ともかく、これはすごい! 正月一の発見である。カーネマンさん、そして潮田さん、ありがとう。
「バットとボールがある。あわせて1ドル10セント。バットはボールよりも1ドル高い。ボールはいくらでしょう?」
実際に考えてほしい。さあ、答えはいくらだろう?
「10セント」そう答えた人は間違いである。正解は5セント。バットは1ドル5セントということになる。
ま、間違ってもそう悲観しなくていい。ハーバードやプリンストンなどの米国の一流大学生もトリックに簡単にひっかかって50%以上が間違えるらしい。
前に「世界一間違えやすい問題」というのを紹介したことがあるが、これもそれに加えてもいい。

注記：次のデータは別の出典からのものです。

//! Capability strings and the role → permission table

use std::collections::BTreeSet;
use std::fmt;
use std::str::FromStr;

use serde::{Deserialize, Serialize};

use crate::domain::DomainError;

/// Capability that grants every permission
pub const SUPERUSER_PERMISSION: &str = "admin:all";

const PUBLIC_PERMISSIONS: &[&str] = &["read:public", "read:community"];

const USER_PERMISSIONS: &[&str] = &[
    "write:community",
    "read:profile:own",
    "write:profile:own",
    "read:glucose:own",
    "write:glucose:own",
    "read:insulin:own",
    "write:insulin:own",
    "read:food:own",
    "write:food:own",
    "read:keys:own",
    "write:keys:own",
];

const ADMIN_PERMISSIONS: &[&str] = &["read:*", "write:*", SUPERUSER_PERMISSION];

/// Set of capability strings such as `read:community` or `write:profile:own`
#[derive(Debug, Clone, Default, PartialEq, Eq, Serialize, Deserialize)]
#[serde(transparent)]
pub struct PermissionSet(BTreeSet<String>);

impl PermissionSet {
    pub fn new() -> Self {
        Self::default()
    }

    pub fn insert(&mut self, permission: impl Into<String>) {
        self.0.insert(permission.into());
    }

    pub fn with(mut self, permission: impl Into<String>) -> Self {
        self.insert(permission);
        self
    }

    pub fn extend(&mut self, other: &PermissionSet) {
        self.0.extend(other.0.iter().cloned());
    }

    pub fn contains(&self, permission: &str) -> bool {
        self.0.contains(permission)
    }

    pub fn is_empty(&self) -> bool {
        self.0.is_empty()
    }

    pub fn len(&self) -> usize {
        self.0.len()
    }

    pub fn iter(&self) -> impl Iterator<Item = &str> {
        self.0.iter().map(String::as_str)
    }

    /// Check whether this set grants `required`
    pub fn allows(&self, required: &str) -> bool {
        has_permission(self, required)
    }
}

impl<S: Into<String>> FromIterator<S> for PermissionSet {
    fn from_iter<I: IntoIterator<Item = S>>(iter: I) -> Self {
        Self(iter.into_iter().map(Into::into).collect())
    }
}

/// Permission check: exact match, `<action>:*` wildcard, or the superuser capability.
pub fn has_permission(permissions: &PermissionSet, required: &str) -> bool {
    if permissions.contains(SUPERUSER_PERMISSION) || permissions.contains(required) {
        return true;
    }

    match required.split_once(':') {
        Some((action, _)) if !action.is_empty() => {
            permissions.contains(&format!("{}:*", action))
        }
        _ => false,
    }
}

/// Principal role, ordered from least to most privileged
#[derive(
    Debug, Clone, Copy, Default, PartialEq, Eq, PartialOrd, Ord, Hash, Serialize, Deserialize,
)]
#[serde(rename_all = "lowercase")]
pub enum Role {
    Public,
    #[default]
    User,
    Admin,
}

impl Role {
    pub fn as_str(&self) -> &'static str {
        match self {
            Self::Public => "public",
            Self::User => "user",
            Self::Admin => "admin",
        }
    }

    /// Permissions granted to the role, including those of every lesser role
    pub fn permissions(&self) -> PermissionSet {
        let mut set: PermissionSet = PUBLIC_PERMISSIONS.iter().copied().collect();

        if *self >= Role::User {
            set.extend(&USER_PERMISSIONS.iter().copied().collect());
        }

        if *self >= Role::Admin {
            set.extend(&ADMIN_PERMISSIONS.iter().copied().collect());
        }

        set
    }
}

impl fmt::Display for Role {
    fn fmt(&self, f: &mut fmt::Formatter<'_>) -> fmt::Result {
        f.write_str(self.as_str())
    }
}

impl FromStr for Role {
    type Err = DomainError;

    fn from_str(s: &str) -> Result<Self, Self::Err> {
        match s.trim().to_ascii_lowercase().as_str() {
            "public" => Ok(Self::Public),
            "user" => Ok(Self::User),
            "admin" => Ok(Self::Admin),
            other => Err(DomainError::validation(format!("Unknown role '{}'", other))),
        }
    }
}

#[cfg(test)]
mod tests {
    use super::*;

    fn set(items: &[&str]) -> PermissionSet {
        items.iter().copied().collect()
    }

    #[test]
    fn test_exact_match() {
        let perms = set(&["read:community"]);
        assert!(has_permission(&perms, "read:community"));
        assert!(!has_permission(&perms, "write:community"));
    }

    #[test]
    fn test_action_wildcard() {
        let perms = set(&["read:*"]);
        assert!(has_permission(&perms, "read:community"));
        assert!(has_permission(&perms, "read:profile:own"));
        assert!(!has_permission(&perms, "write:profile:own"));
    }

    #[test]
    fn test_wildcard_does_not_match_prefix_without_separator() {
        let perms = set(&["read:*"]);
        assert!(!has_permission(&perms, "readonly"));
        assert!(!has_permission(&perms, "reader:community"));
    }

    #[test]
    fn test_superuser_grants_everything() {
        let perms = set(&[SUPERUSER_PERMISSION]);
        assert!(has_permission(&perms, "write:glucose:own"));
        assert!(has_permission(&perms, "anything"));
    }

    #[test]
    fn test_no_implicit_elevation() {
        let perms = set(&["write:profile:own"]);
        assert!(!has_permission(&perms, "read:profile:own"));
        assert!(!has_permission(&perms, "write:profile:any"));
        assert!(!has_permission(&PermissionSet::new(), "read:public"));
    }

    #[test]
    fn test_role_hierarchy_is_cumulative() {
        let public = Role::Public.permissions();
        let user = Role::User.permissions();
        let admin = Role::Admin.permissions();

        assert!(public.iter().all(|p| user.contains(p)));
        assert!(user.iter().all(|p| admin.contains(p)));
        assert!(!public.allows("write:community"));
        assert!(user.allows("write:glucose:own"));
        assert!(!user.allows("read:admin:dashboard"));
        assert!(admin.allows("read:admin:dashboard"));
    }

    #[test]
    fn test_missing_role_defaults_to_user() {
        assert_eq!(Role::default(), Role::User);
    }

    #[test]
    fn test_role_parse() {
        assert_eq!("Admin".parse::<Role>().unwrap(), Role::Admin);
        assert_eq!(" user ".parse::<Role>().unwrap(), Role::User);
        assert!("root".parse::<Role>().is_err());
    }

    #[test]
    fn test_permission_set_serializes_as_list() {
        let perms = set(&["write:x", "read:x"]);
        let json = serde_json::to_string(&perms).unwrap();
        assert_eq!(json, r#"["read:x","write:x"]"#);
    }
}
//! Cross-cutting HTTP middleware

pub mod logging;
pub mod metrics;
pub mod security;

use axum::extract::MatchedPath;
use axum::http::Request;

pub use logging::{logging_middleware, redact_headers};
pub use metrics::metrics_middleware;
pub use security::security_headers_middleware;

/// Route template when matched (`/v1/keys/{id}`), else the raw path
pub fn route_path<B>(request: &Request<B>) -> String {
    request
        .extensions()
        .get::<MatchedPath>()
        .map(|mp| mp.as_str().to_string())
        .unwrap_or_else(|| request.uri().path().to_string())
}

これはこれが「世界一のまちがえやすい問題」と知っていてもひっかかるひとはひっかかる。
私もまんまとトリックにひっかかり、実際に次の連立方程式を解くまでそれが間違えであることが分からなかった。
X + Y = 1.1
X ー Y = 1.0
どうして間違えてしまったのか。自分の思考過程をふり返ったらいい。
「水説」をもうすこし引用しよう。
このエピソードの出所は WIRED という科学ニュースサイト。ノーベル物理学賞を受賞したプリンストン大学のダニエル・カーネマン教授の紹介記事だ。

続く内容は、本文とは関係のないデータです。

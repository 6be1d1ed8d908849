//! Create-key command - issues a key without going through HTTP

use std::sync::Arc;

use chrono::{Duration, Utc};
use clap::Args;

use crate::config::StorageBackend;
use crate::domain::api_key::{ApiKeyTier, OwnerId};
use crate::infrastructure::api_key::{
    ApiKeyService, CreateApiKeyParams, PostgresApiKeyRepository,
};

#[derive(Args, Debug)]
pub struct CreateKeyArgs {
    /// Principal id of the key owner
    #[arg(long)]
    pub owner: String,

    /// Display name of the key
    #[arg(long)]
    pub name: String,

    /// free, basic or premium
    #[arg(long, default_value = "free")]
    pub tier: String,

    /// Days until the key expires
    #[arg(long)]
    pub expires_in_days: Option<i64>,

    /// Hourly quota overriding the tier default
    #[arg(long)]
    pub rate_limit: Option<u32>,
}

pub async fn run(args: CreateKeyArgs) -> anyhow::Result<()> {
    let config = super::load_config()?;

    if config.storage.backend != StorageBackend::Postgres {
        anyhow::bail!("create-key needs storage.backend = \"postgres\"; in-memory keys vanish on exit");
    }

    let tier: ApiKeyTier = args.tier.parse()?;

    let mut params = CreateApiKeyParams::new(OwnerId::new(args.owner), args.name, tier);
    if let Some(days) = args.expires_in_days {
        params = params.with_expiration(Utc::now() + Duration::days(days));
    }
    if let Some(limit) = args.rate_limit {
        params = params.with_rate_limit_per_hour(limit);
    }

    let pool = crate::open_pool(&config).await?;
    let service = ApiKeyService::new(Arc::new(PostgresApiKeyRepository::new(pool)));
    let created = service.create_key_with(params).await?;

    println!("id:         {}", created.api_key.id());
    println!("prefix:     {}", created.api_key.key_prefix());
    println!("tier:       {}", created.api_key.tier());
    println!("rate limit: {}/hour", created.api_key.rate_limit_per_hour());
    println!();
    println!("{}", created.secret);
    println!();
    println!("Store this secret now; it cannot be shown again.");

    Ok(())
}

バットとボールの問題も(なんなら2元連立方程式を作って)ちゃんと考えれば間違えないのに「高速思考」に頼って「知的近道」をするものだからしくじってしまう。われわれは自分が思うほどに論理的な存在ではない。実際は「直感」にたよって大事な決定をしている。
本当は「低速思考」でじっくり考えればいいのだが、脳も効率を優先する。「直感》や「経験知」で近道ができるから「高速思考」に委ねてしまうのである。
このカーネマン教授が昨年11月に出版された「高速思考、低速思考」という本はなかなか面白そうである。まだ日本語にはなってないかもしれない。